■ WHAT IS NEEDED ■
When you respond, write out each entry exactly as it stands.

Saved entries:
▽

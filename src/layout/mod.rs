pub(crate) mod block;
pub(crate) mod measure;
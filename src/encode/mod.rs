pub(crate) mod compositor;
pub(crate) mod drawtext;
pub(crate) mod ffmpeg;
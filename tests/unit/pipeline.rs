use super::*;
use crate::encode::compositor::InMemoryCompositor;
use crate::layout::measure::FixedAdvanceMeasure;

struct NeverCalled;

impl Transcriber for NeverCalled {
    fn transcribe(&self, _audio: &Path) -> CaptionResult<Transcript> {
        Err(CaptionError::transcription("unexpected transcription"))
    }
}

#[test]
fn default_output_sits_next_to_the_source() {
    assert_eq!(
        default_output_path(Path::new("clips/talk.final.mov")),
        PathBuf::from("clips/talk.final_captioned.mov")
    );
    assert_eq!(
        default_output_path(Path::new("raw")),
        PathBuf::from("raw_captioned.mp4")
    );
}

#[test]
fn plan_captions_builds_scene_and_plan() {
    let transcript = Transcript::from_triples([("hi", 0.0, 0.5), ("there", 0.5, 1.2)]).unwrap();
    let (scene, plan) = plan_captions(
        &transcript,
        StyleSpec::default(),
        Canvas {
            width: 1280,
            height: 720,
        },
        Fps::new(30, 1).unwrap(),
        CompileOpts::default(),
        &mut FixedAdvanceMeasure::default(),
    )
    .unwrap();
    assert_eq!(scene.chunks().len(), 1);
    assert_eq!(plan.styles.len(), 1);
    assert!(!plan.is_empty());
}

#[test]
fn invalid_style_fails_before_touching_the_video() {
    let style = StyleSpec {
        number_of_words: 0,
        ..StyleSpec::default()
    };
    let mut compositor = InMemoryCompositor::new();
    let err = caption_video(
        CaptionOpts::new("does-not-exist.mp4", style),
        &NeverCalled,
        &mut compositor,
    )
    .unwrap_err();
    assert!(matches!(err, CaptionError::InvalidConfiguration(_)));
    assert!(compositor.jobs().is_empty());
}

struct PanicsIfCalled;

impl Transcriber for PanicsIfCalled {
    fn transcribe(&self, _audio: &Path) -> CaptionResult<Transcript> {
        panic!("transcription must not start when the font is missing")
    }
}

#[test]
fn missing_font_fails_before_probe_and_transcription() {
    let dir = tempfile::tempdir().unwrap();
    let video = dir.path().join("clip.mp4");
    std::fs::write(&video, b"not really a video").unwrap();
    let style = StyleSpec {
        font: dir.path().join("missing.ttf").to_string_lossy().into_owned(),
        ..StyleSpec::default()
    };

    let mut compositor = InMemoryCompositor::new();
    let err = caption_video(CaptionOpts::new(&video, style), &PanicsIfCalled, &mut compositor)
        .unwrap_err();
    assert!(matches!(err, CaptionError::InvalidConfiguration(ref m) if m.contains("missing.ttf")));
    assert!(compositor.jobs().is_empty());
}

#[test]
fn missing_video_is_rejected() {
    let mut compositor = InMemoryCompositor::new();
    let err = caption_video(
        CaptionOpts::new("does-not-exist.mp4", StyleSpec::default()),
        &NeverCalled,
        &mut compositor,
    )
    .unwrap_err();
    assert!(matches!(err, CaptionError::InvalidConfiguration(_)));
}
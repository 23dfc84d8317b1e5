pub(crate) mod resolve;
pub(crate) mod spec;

△

■ TASK RESULT ■
filename src/layout/mod.rs
pub(crate) mod block;
pub(crate) mod measure;
filename src/encode/mod.rs
pub(crate) mod compositor;
pub(crate) mod drawtext;
pub(crate) mod ffmpeg;
filename tests/unit/pipeline.rs
use super::*;
use crate::encode::compositor::InMemoryCompositor;
use crate::layout::measure::FixedAdvanceMeasure;

struct NeverCalled;

impl Transcriber for NeverCalled {
    fn transcribe(&self, _audio: &Path) -> CaptionResult<Transcript> {
        Err(CaptionError::transcription("unexpected transcription"))
    }
}

#[test]
fn default_output_sits_next_to_the_source() {
    assert_eq!(
        default_output_path(Path::new("clips/talk.final.mov")),
        PathBuf::from("clips/talk.final_captioned.mov")
    );
    assert_eq!(
        default_output_path(Path::new("raw")),
        PathBuf::from("raw_captioned.mp4")
    );
}

#[test]
fn plan_captions_builds_scene_and_plan() {
    let transcript = Transcript::from_triples([("hi", 0.0, 0.5), ("there", 0.5, 1.2)]).unwrap();
    let (scene, plan) = plan_captions(
        &transcript,
        StyleSpec::default(),
        Canvas {
            width: 1280,
            height: 720,
        },
        Fps::new(30, 1).unwrap(),
        CompileOpts::default(),
        &mut FixedAdvanceMeasure::default(),
    )
    .unwrap();
    assert_eq!(scene.chunks().len(), 1);
    assert_eq!(plan.styles.len(), 1);
    assert!(!plan.is_empty());
}

#[test]
fn invalid_style_fails_before_touching_the_video() {
    let style = StyleSpec {
        number_of_words: 0,
        ..StyleSpec::default()
    };
    let mut compositor = InMemoryCompositor::new();
    let err = caption_video(
        CaptionOpts::new("does-not-exist.mp4", style),
        &NeverCalled,
        &mut compositor,
    )
    .unwrap_err();
    assert!(matches!(err, CaptionError::InvalidConfiguration(_)));
    assert!(compositor.jobs().is_empty());
}

struct PanicsIfCalled;

impl Transcriber for PanicsIfCalled {
    fn transcribe(&self, _audio: &Path) -> CaptionResult<Transcript> {
        panic!("transcription must not start when the font is missing")
    }
}

#[test]
fn missing_font_fails_before_probe_and_transcription() {
    let dir = tempfile::tempdir().unwrap();
    let video = dir.path().join("clip.mp4");
    std::fs::write(&video, b"not really a video").unwrap();
    let style = StyleSpec {
        font: dir.path().join("missing.ttf").to_string_lossy().into_owned(),
        ..StyleSpec::default()
    };

    let mut compositor = InMemoryCompositor::new();
    let err = caption_video(CaptionOpts::new(&video, style), &PanicsIfCalled, &mut compositor)
        .unwrap_err();
    assert!(matches!(err, CaptionError::InvalidConfiguration(ref m) if m.contains("missing.ttf")));
    assert!(compositor.jobs().is_empty());
}

#[test]
fn missing_video_is_rejected() {
    let mut compositor = InMemoryCompositor::new();
    let err = caption_video(
        CaptionOpts::new("does-not-exist.mp4", StyleSpec::default()),
        &NeverCalled,
        &mut compositor,
    )
    .unwrap_err();
    assert!(matches!(err, CaptionError::InvalidConfiguration(_)));
}
repository 23dfc84d8317b1e5
pub(crate) mod resolve;
pub(crate) mod spec;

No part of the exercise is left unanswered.